**Task statement:**
Read through the listing below and copy each line in which the word "install" occurs.

**The data:**
'''
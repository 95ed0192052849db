//! Serve command - runs the HTTP API server

use std::net::SocketAddr;

use tokio::net::TcpListener;
use tokio::signal;
use tracing::info;

use crate::api::{create_router_with_state, AppState};
use crate::config::AppConfig;
use crate::infrastructure::logging;

/// Run the API server
pub async fn run() -> anyhow::Result<()> {
    dotenvy::dotenv().ok();

    let config = AppConfig::load().unwrap_or_default();
    logging::init_logging(&config.logging);

    let state = AppState::default();
    let app = create_router_with_state(state);

    let addr = build_socket_addr(&config)?;
    info!("Starting server on {}", addr);

    let listener = TcpListener::bind(addr).await?;

    axum::serve(listener, app)
        .with_graceful_shutdown(shutdown_signal())
        .await?;

    info!("Server shutdown complete");

    Ok(())
}

async fn shutdown_signal() {
    let ctrl_c = async {
        signal::ctrl_c()
            .await
            .expect("failed to install Ctrl+C handler");
    };

    #[cfg(unix)]
    let terminate = async {
        signal::unix::signal(signal::unix::SignalKind::terminate())
            .expect("failed to install signal handler")
            .recv()
            .await;
    };

    #[cfg(not(unix))]
    let terminate = std::future::pending::<()>();

    tokio::select! {
        _ = ctrl_c => {
            info!("Received Ctrl+C, initiating graceful shutdown");
        }
        _ = terminate => {
            info!("Received SIGTERM, initiating graceful shutdown");
        }
    }
}

fn build_socket_addr(config: &AppConfig) -> anyhow::Result<SocketAddr> {
    Ok(SocketAddr::from((
        config.server.host.parse::<std::net::IpAddr>()?,
        config.server.port,
    )))
}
'''
**Exercise solution:**
            .expect("failed to install Ctrl+C handler");
            .expect("failed to install signal handler")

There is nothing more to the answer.